1971 magazine article by Hunter S. Thompson

"Strange Rumblings in Aztlan" is an article published in Rolling Stone #81, dated April 29, 1971, and written by Hunter S. Thompson. It was included in the first volume of Thompson's Gonzo Papers, The Great Shark Hunt, published in 1979.

The article takes its title from the city of Aztlán, the ancestral home of the Aztec people, which generally refers to the "conquered territories" of Mexico that came under United States control after the Mexican–American War. The territory covered parts of modern-day Texas, Arizona, New Mexico, and California.

==Background==
The subject of the article is primarily the events and atmosphere surrounding the reaction of the Chicano community in Los Angeles to the killing of Rubén Salazar on August 29, 1970, the day of the historic National Chicano Moratorium March and rally against the Vietnam War. Salazar was covering the day's events as a columnist for the Los Angeles Times and news director of Los Angeles Spanish-language station KMEX-TV. After the conclusion of the march, while sipping a beer at the counter of the Silver Dollar Cafe, Salazar was hit in the head by a tear gas shell fired by Los Angeles County sheriff's deputy Tom Wilson. The day's almost entirely nonviolent nature had turned suddenly violent due to the decision of police to clear Laguna Park (now renamed Ruben F. Salazar Park) of the 20,000 to 30,000 people attending a post-march rally.

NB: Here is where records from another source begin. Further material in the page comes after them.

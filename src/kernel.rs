//! Radial kernel weighting applied to window offsets.
//!
//! The same weights scale the rows of the design matrix and the residual
//! sums of squares, so a single vector is built per width and shared.

/// Weight for a squared radius `u` (in normalized window coordinates).
#[inline]
pub fn kernel_weight(u: f64) -> f64 {
    (-2.0 * u).exp()
}

/// Kernel weights for every offset of a window given flattened coordinates.
pub fn kernel_weights(x: &[f64], y: &[f64]) -> Vec<f64> {
    debug_assert_eq!(x.len(), y.len());
    x.iter()
        .zip(y)
        .map(|(&xi, &yi)| kernel_weight(xi * xi + yi * yi))
        .collect()
}

#[cfg(test)]
mod tests {
    use super::*;

    #[test]
    fn weight_is_one_at_center_and_decreasing() {
        assert_eq!(kernel_weight(0.0), 1.0);
        let mut prev = kernel_weight(0.0);
        for k in 1..20 {
            let w = kernel_weight(k as f64 * 0.1);
            assert!(w < prev && w > 0.0);
            prev = w;
        }
        assert!((kernel_weight(1.0) - (-2.0f64).exp()).abs() < 1e-15);
    }

    #[test]
    fn weights_depend_on_radius_only() {
        let x = [1.0, 0.0, -1.0, 0.0];
        let y = [0.0, 1.0, 0.0, -1.0];
        let w = kernel_weights(&x, &y);
        assert!(w.iter().all(|&v| (v - w[0]).abs() < 1e-15));
    }
}
//! Critical F values per window degrees of freedom.
//!
//! For a window of `dof` samples the sinusoidal model spends `num_comb`
//! parameters and the constant model one, so the reference distribution is
//! `F(num_comb - 1, dof - num_comb)`. The table is built once per run and
//! indexed by `dof`.
//!
//! Two constructions are supported:
//! - [`CriticalMethod::Grid`] scans the CDF on a uniform grid
//!   `k * step_size` (up to `cdf_upper_bound`) and keeps the first grid point
//!   whose CDF strictly exceeds `alpha`. The CDF is monotone, so the first
//!   crossing is located by bisection instead of evaluating every grid point.
//! - [`CriticalMethod::Quantile`] takes the distribution's inverse CDF.
use crate::error::{ResolutionError, Result};
use log::{debug, warn};
use serde::{Deserialize, Serialize};
use statrs::distribution::{ContinuousCDF, FisherSnedecor};

/// Lowest degrees of freedom the table is populated for, unless the smallest
/// analysed window is smaller still.
pub const TABLE_MIN_DOF: usize = 10;

#[derive(Clone, Copy, Debug, Default, PartialEq, Eq, Deserialize, Serialize)]
#[serde(rename_all = "snake_case")]
pub enum CriticalMethod {
    /// First grid point whose CDF exceeds `alpha`.
    #[default]
    Grid,
    /// Exact inverse CDF at `alpha`.
    Quantile,
}

/// Settings used to build a [`CriticalValueTable`].
#[derive(Clone, Copy, Debug)]
pub struct CriticalSettings {
    pub alpha: f64,
    pub num_comb: usize,
    pub min_dof: usize,
    pub max_dof: usize,
    pub step_size: f64,
    pub upper_bound: f64,
    pub method: CriticalMethod,
}

#[derive(Clone, Debug)]
pub struct CriticalValueTable {
    min_dof: usize,
    values: Vec<Option<f64>>,
}

impl CriticalValueTable {
    pub fn build(settings: &CriticalSettings) -> Result<Self> {
        let CriticalSettings {
            alpha,
            num_comb,
            min_dof,
            max_dof,
            step_size,
            upper_bound,
            method,
        } = *settings;
        if min_dof > max_dof {
            return Err(ResolutionError::InvalidParams(format!(
                "critical table range {min_dof}..={max_dof} is empty"
            )));
        }
        let mut values = vec![None; max_dof - min_dof + 1];
        for (slot, dof) in values.iter_mut().zip(min_dof..=max_dof) {
            // Windows with no residual degrees of freedom cannot be tested.
            if num_comb < 2 || dof <= num_comb {
                continue;
            }
            let dist = FisherSnedecor::new((num_comb - 1) as f64, (dof - num_comb) as f64)
                .map_err(|e| ResolutionError::Distribution(e.to_string()))?;
            let value = match method {
                CriticalMethod::Grid => grid_critical_value(&dist, alpha, step_size, upper_bound),
                CriticalMethod::Quantile => dist.inverse_cdf(alpha),
            };
            *slot = Some(value);
        }
        debug!(
            "critical table: alpha={alpha} num_comb={num_comb} dof={min_dof}..={max_dof} method={method:?}"
        );
        Ok(Self {
            min_dof,
            values,
        })
    }

    /// Critical value for `dof`, failing for dofs the table does not cover.
    pub fn lookup(&self, dof: usize) -> Result<f64> {
        dof.checked_sub(self.min_dof)
            .and_then(|i| self.values.get(i).copied().flatten())
            .ok_or(ResolutionError::CriticalValueLookupMiss {
                dof,
                min: self.min_dof,
                max: self.max_dof(),
            })
    }

    pub fn min_dof(&self) -> usize {
        self.min_dof
    }

    pub fn max_dof(&self) -> usize {
        self.min_dof + self.values.len() - 1
    }

    /// Populated `(dof, critical value)` pairs in increasing dof order.
    pub fn entries(&self) -> impl Iterator<Item = (usize, f64)> + '_ {
        self.values
            .iter()
            .enumerate()
            .filter_map(move |(i, v)| v.map(|v| (self.min_dof + i, v)))
    }
}

/// First grid point `k * step` whose CDF strictly exceeds `alpha`.
///
/// Returns `(last + 1) * step` when no grid point crosses `alpha`.
fn grid_critical_value(dist: &FisherSnedecor, alpha: f64, step: f64, upper_bound: f64) -> f64 {
    let points = (upper_bound / step).round() as usize + 1;
    let mut lo = 0usize;
    let mut hi = points;
    while lo < hi {
        let mid = lo + (hi - lo) / 2;
        if dist.cdf(mid as f64 * step) > alpha {
            hi = mid;
        } else {
            lo = mid + 1;
        }
    }
    if lo == points {
        warn!(
            "F CDF stays below alpha={alpha} up to {upper_bound}; critical value saturates"
        );
    }
    lo as f64 * step
}
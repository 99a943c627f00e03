#![doc = include_str!("../README.md")]

// Public modules (stable-ish surface)
pub mod aggregate;
pub mod diagnostics;
pub mod error;
pub mod estimator;
pub mod image;
pub mod volume;

// Building blocks of the estimator, public for tools and tests.
pub mod critical;
pub mod directions;
pub mod kernel;
pub mod solver;
pub mod sweep;

#[cfg(test)]
pub(crate) mod testing;

// --- High-level re-exports -------------------------------------------------

pub use crate::aggregate::ResolutionMap;
pub use crate::error::{ResolutionError, Result};
pub use crate::estimator::{ResolutionEstimator, ResolutionParams};
pub use crate::image::{ImageF64, Mask};

pub use crate::diagnostics::{EstimationTrace, ResolutionReport};

// --- Prelude ---------------------------------------------------------------

/// Small prelude for quick experiments.
///
/// ```no_run
/// use local_resolution::prelude::*;
///
/// # fn main() -> Result<(), ResolutionError> {
/// let n = 64usize;
/// let image = ImageF64::from_fn(n, n, |x, y| ((x as f64) * 0.7).sin() + (y as f64 * 0.3).cos());
/// let mask = Mask::full(n, n);
///
/// let estimator = ResolutionEstimator::new(ResolutionParams::default())?;
/// let map = estimator.estimate(&image, &mask)?;
/// println!("resolved={} of {}", map.resolved_count(), mask.count());
/// # Ok(())
/// # }
/// ```
pub mod prelude {
    pub use crate::{ImageF64, Mask, ResolutionError, ResolutionEstimator, ResolutionParams};
}
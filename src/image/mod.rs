pub mod f64;
pub mod io;
pub mod mask;
pub mod traits;

pub use self::f64::ImageF64;
pub use self::mask::Mask;
pub use self::traits::{ImageView, Rows};
//! I/O helpers for density maps, masks and JSON.
//!
//! - `load_grayscale_image`: read a PNG/TIFF/etc. into an `ImageF64` in [0, 1].
//! - `load_mask`: read an image and mark every non-zero pixel as foreground.
//! - `save_normalized_f64`: write an `ImageF64` to a grayscale PNG, stretched
//!   over its finite value range.
//! - `save_resolution_map`: write a resolution map to a grayscale PNG.
//! - `write_json_file`: pretty-print a serializable value to disk.
use super::{ImageF64, ImageView, Mask};
use crate::aggregate::ResolutionMap;
use image::{GrayImage, Luma};
use serde::Serialize;
use std::fs;
use std::path::Path;

/// Load an image from disk as 16-bit grayscale, scaled to [0, 1].
pub fn load_grayscale_image(path: &Path) -> Result<ImageF64, String> {
    let img = image::open(path)
        .map_err(|e| format!("Failed to open {}: {e}", path.display()))?
        .into_luma16();
    let width = img.width() as usize;
    let height = img.height() as usize;
    let data = img
        .into_raw()
        .into_iter()
        .map(|v| f64::from(v) / f64::from(u16::MAX))
        .collect();
    ImageF64::from_vec(width, height, data).map_err(|e| e.to_string())
}

/// Load a mask image; any non-zero pixel is foreground.
pub fn load_mask(path: &Path) -> Result<Mask, String> {
    let img = image::open(path)
        .map_err(|e| format!("Failed to open mask {}: {e}", path.display()))?
        .into_luma8();
    let width = img.width() as usize;
    let height = img.height() as usize;
    let data = img.into_raw().into_iter().map(|v| v > 0).collect();
    Mask::from_vec(width, height, data).map_err(|e| e.to_string())
}

/// Save a float image to a grayscale PNG, mapping its finite range to [0, 255].
pub fn save_normalized_f64(image: &ImageF64, path: &Path) -> Result<(), String> {
    ensure_parent_dir(path)?;
    let (lo, hi) = image.finite_range().unwrap_or((0.0, 1.0));
    let span = if hi > lo { hi - lo } else { 1.0 };
    let mut out = GrayImage::new(image.w as u32, image.h as u32);
    for (y, row) in image.rows().enumerate() {
        for (x, &px) in row.iter().enumerate() {
            let v = if px.is_finite() {
                ((px - lo) / span * 255.0).clamp(0.0, 255.0)
            } else if px > 0.0 {
                255.0
            } else {
                0.0
            };
            out.put_pixel(x as u32, y as u32, Luma([v as u8]));
        }
    }
    out.save(path)
        .map_err(|e| format!("Failed to save {}: {e}", path.display()))
}

/// Save a resolution map: `width0` maps to dark, `width_max` to white and
/// background pixels to black.
pub fn save_resolution_map(map: &ResolutionMap, path: &Path) -> Result<(), String> {
    ensure_parent_dir(path)?;
    let lo = map.width0 as f64;
    let span = (map.width_max as f64 - lo).max(1.0);
    let mut out = GrayImage::new(map.n as u32, map.n as u32);
    for y in 0..map.n {
        for x in 0..map.n {
            let v = match map.get(x, y) {
                Some(width) => 32.0 + (width as f64 - lo) / span * 223.0,
                None => 0.0,
            };
            out.put_pixel(x as u32, y as u32, Luma([v.clamp(0.0, 255.0) as u8]));
        }
    }
    out.save(path)
        .map_err(|e| format!("Failed to save {}: {e}", path.display()))
}

/// Serialize a value as pretty JSON to `path`, creating parent directories.
pub fn write_json_file<T: Serialize>(path: &Path, value: &T) -> Result<(), String> {
    ensure_parent_dir(path)?;
    let json = serde_json::to_string_pretty(value)
        .map_err(|e| format!("Failed to serialize JSON for {}: {e}", path.display()))?;
    fs::write(path, json).map_err(|e| format!("Failed to write JSON {}: {e}", path.display()))
}

fn ensure_parent_dir(path: &Path) -> Result<(), String> {
    if let Some(parent) = path.parent() {
        if !parent.as_os_str().is_empty() {
            fs::create_dir_all(parent)
                .map_err(|e| format!("Failed to create {}: {e}", parent.display()))?;
        }
    }
    Ok(())
}
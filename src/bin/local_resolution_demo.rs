use local_resolution::image::io::{
    load_grayscale_image, load_mask, save_normalized_f64, save_resolution_map, write_json_file,
};
use local_resolution::{Mask, ResolutionEstimator, ResolutionParams};
use serde::Deserialize;
use std::env;
use std::fs;
use std::path::{Path, PathBuf};

#[derive(Debug, Deserialize)]
pub struct ResolutionToolConfig {
    #[serde(rename = "input")]
    pub input: PathBuf,
    /// Foreground mask image; every pixel is analysed when absent.
    #[serde(default)]
    pub mask: Option<PathBuf>,
    #[serde(default)]
    pub params: ResolutionParams,
    pub output: ResolutionOutputConfig,
}

#[derive(Debug, Deserialize)]
pub struct ResolutionOutputConfig {
    #[serde(rename = "resolution_image")]
    pub resolution_image: PathBuf,
    #[serde(rename = "report_json")]
    pub report_json: PathBuf,
    /// Optional directory receiving one ratio PNG per width.
    #[serde(default)]
    pub ratio_dir: Option<PathBuf>,
}

pub fn load_config(path: &Path) -> Result<ResolutionToolConfig, String> {
    let data = fs::read_to_string(path)
        .map_err(|e| format!("Failed to read config {}: {e}", path.display()))?;
    serde_json::from_str(&data)
        .map_err(|e| format!("Failed to parse config {}: {e}", path.display()))
}

fn main() {
    if let Err(err) = run() {
        eprintln!("Error: {err}");
        std::process::exit(1);
    }
}

fn run() -> Result<(), String> {
    let config_path = env::args().nth(1).ok_or_else(usage)?;
    let config = load_config(Path::new(&config_path))?;

    let image = load_grayscale_image(&config.input)?;
    let mask = match &config.mask {
        Some(path) => load_mask(path)?,
        None => Mask::full(image.w, image.h),
    };

    let estimator = ResolutionEstimator::new(config.params).map_err(|e| e.to_string())?;
    let report = estimator
        .estimate_with_diagnostics(&image, &mask)
        .map_err(|e| e.to_string())?;

    save_resolution_map(&report.map, &config.output.resolution_image)?;
    write_json_file(&config.output.report_json, &report.trace)?;
    if let Some(dir) = &config.output.ratio_dir {
        let ratio = &report.volumes.ratio;
        for (level, plane) in ratio.planes.iter().enumerate() {
            let path = dir.join(format!("ratio_w{:02}.png", ratio.width_of(level)));
            save_normalized_f64(plane, &path)?;
        }
    }

    println!(
        "Resolved {} of {} foreground pixels in {:.1} ms",
        report.trace.resolved,
        report.trace.input.foreground,
        report.trace.timings.total_ms
    );
    println!(
        "Saved resolution map to {}",
        config.output.resolution_image.display()
    );
    println!("Saved report to {}", config.output.report_json.display());

    Ok(())
}

fn usage() -> String {
    "Usage: local_resolution_demo <config.json>".to_string()
}
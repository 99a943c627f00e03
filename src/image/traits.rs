/// Read-only row access shared by images, masks and per-width planes.
pub trait ImageView {
    type Pixel: Copy;

    fn width(&self) -> usize;
    fn height(&self) -> usize;

    fn row(&self, y: usize) -> &[Self::Pixel];

    fn rows(&self) -> Rows<'_, Self>
    where
        Self: Sized,
    {
        Rows { image: self, y: 0 }
    }

    fn is_square(&self) -> bool {
        self.width() == self.height()
    }

    fn same_shape<O: ImageView>(&self, other: &O) -> bool
    where
        Self: Sized,
    {
        self.width() == other.width() && self.height() == other.height()
    }
}

pub struct Rows<'a, I: ?Sized + ImageView> {
    image: &'a I,
    y: usize,
}

impl<'a, I: ImageView> Iterator for Rows<'a, I> {
    type Item = &'a [I::Pixel];

    fn next(&mut self) -> Option<Self::Item> {
        if self.y >= self.image.height() {
            return None;
        }
        let y = self.y;
        self.y += 1;
        Some(self.image.row(y))
    }
}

Though marginally involved in the nascent Chicano civil rights movement of the time, Salazar became a martyr to the community when the details surrounding his death became public. Thompson's report on the situation focuses largely on this history of the violence and repression that haunted the barrio neighborhoods of Los Angeles during this period. The article lays out a timeline of events preceding and following Salazar's death. Of primary concern is the reaction of the sheriff's department and what many saw as a cover-up for a deliberate murder. Over the course of the reporting it becomes increasingly clear that the official stories offered to explain the shooting contradict eyewitness, and eventually, previous "official" versions of the event.

The article is also of note for the appearance of Oscar Zeta Acosta, an acquaintance and "sometimes antagonist" of Thompson's at the time. It was during his reporting for the Salazar story that Thompson and Acosta took a road trip to Las Vegas in order to escape the pressure of Los Angeles and to find a place where Acosta could discuss the case openly, without fear of retaliation from either the police or Chicanos who might see him as cooperating with the Establishment. The road trip to Vegas became the basis for Thompson's book Fear and Loathing in Las Vegas, with Acosta serving as the inspiration for the novel's Dr. Gonzo.